Assignment:
Copy out all of the data below exactly, so that no word differs from the original.
[Start of section]
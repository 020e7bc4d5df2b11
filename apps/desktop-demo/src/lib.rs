//! Desktop host for the finger picker.
//!
//! Touchscreens feed fingers directly. With a mouse, the left button drags
//! one finger and the right button pins extra fingers where it is clicked.

#![allow(non_snake_case)]

pub mod app;
pub mod input;
pub mod layout;

pub use app::run;
pub use layout::ScreenLayout;

/// Window settings for [`run`].
#[derive(Clone, Debug, PartialEq, Eq)]
pub struct FingerPickAppOptions {
    pub title: String,
    pub width: u32,
    pub height: u32,
}

impl Default for FingerPickAppOptions {
    fn default() -> Self {
        Self {
            title: "Finger Picker".to_string(),
            width: 720,
            height: 1280,
        }
    }
}

impl FingerPickAppOptions {
    pub fn WithTitle(mut self, title: impl Into<String>) -> Self {
        self.title = title.into();
        self
    }

    pub fn WithSize(mut self, width: u32, height: u32) -> Self {
        self.width = width;
        self.height = height;
        self
    }
}

#[cfg(test)]
#[path = "tests/options_tests.rs"]
mod tests;
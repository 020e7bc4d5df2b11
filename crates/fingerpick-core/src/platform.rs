//! Platform abstraction traits for the FingerPick runtime.
//!
//! The runtime never talks to a window system directly. Hosts implement
//! these traits to learn when a frame is wanted and to supply the clock
//! that drives timers and animations.

/// Receives frame requests from the runtime.
///
/// Implementations typically wake the host event loop. They must be safe to
/// call from the thread that owns the runtime.
pub trait RuntimeScheduler: Send + Sync {
    /// Request that the host schedule a new frame.
    fn schedule_frame(&self);
}

/// Provides timing information for the runtime.
pub trait Clock: Send + Sync {
    /// Instant type produced by this clock implementation.
    type Instant: Copy + Send + Sync;

    /// Returns the current instant.
    fn now(&self) -> Self::Instant;
}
[End of section]
Written reply:
repository 020e7bc4d5df2b11
filename apps/desktop-demo/src/lib.rs
//! Desktop host for the finger picker.
//!
//! Touchscreens feed fingers directly. With a mouse, the left button drags
//! one finger and the right button pins extra fingers where it is clicked.

#![allow(non_snake_case)]

pub mod app;
pub mod input;
pub mod layout;

pub use app::run;
pub use layout::ScreenLayout;

/// Window settings for [`run`].
#[derive(Clone, Debug, PartialEq, Eq)]
pub struct FingerPickAppOptions {
    pub title: String,
    pub width: u32,
    pub height: u32,
}

impl Default for FingerPickAppOptions {
    fn default() -> Self {
        Self {
            title: "Finger Picker".to_string(),
            width: 720,
            height: 1280,
        }
    }
}

impl FingerPickAppOptions {
    pub fn WithTitle(mut self, title: impl Into<String>) -> Self {
        self.title = title.into();
        self
    }

    pub fn WithSize(mut self, width: u32, height: u32) -> Self {
        self.width = width;
        self.height = height;
        self
    }
}

#[cfg(test)]
#[path = "tests/options_tests.rs"]
mod tests;
repository 020e7bc4d5df2b11
filename crates/fingerpick-core/src/platform.rs
//! Platform abstraction traits for the FingerPick runtime.
//!
//! The runtime never talks to a window system directly. Hosts implement
//! these traits to learn when a frame is wanted and to supply the clock
//! that drives timers and animations.

/// Receives frame requests from the runtime.
///
/// Implementations typically wake the host event loop. They must be safe to
/// call from the thread that owns the runtime.
pub trait RuntimeScheduler: Send + Sync {
    /// Request that the host schedule a new frame.
    fn schedule_frame(&self);
}

/// Provides timing information for the runtime.
pub trait Clock: Send + Sync {
    /// Instant type produced by this clock implementation.
    type Instant: Copy + Send + Sync;

    /// Returns the current instant.
    fn now(&self) -> Self::Instant;
}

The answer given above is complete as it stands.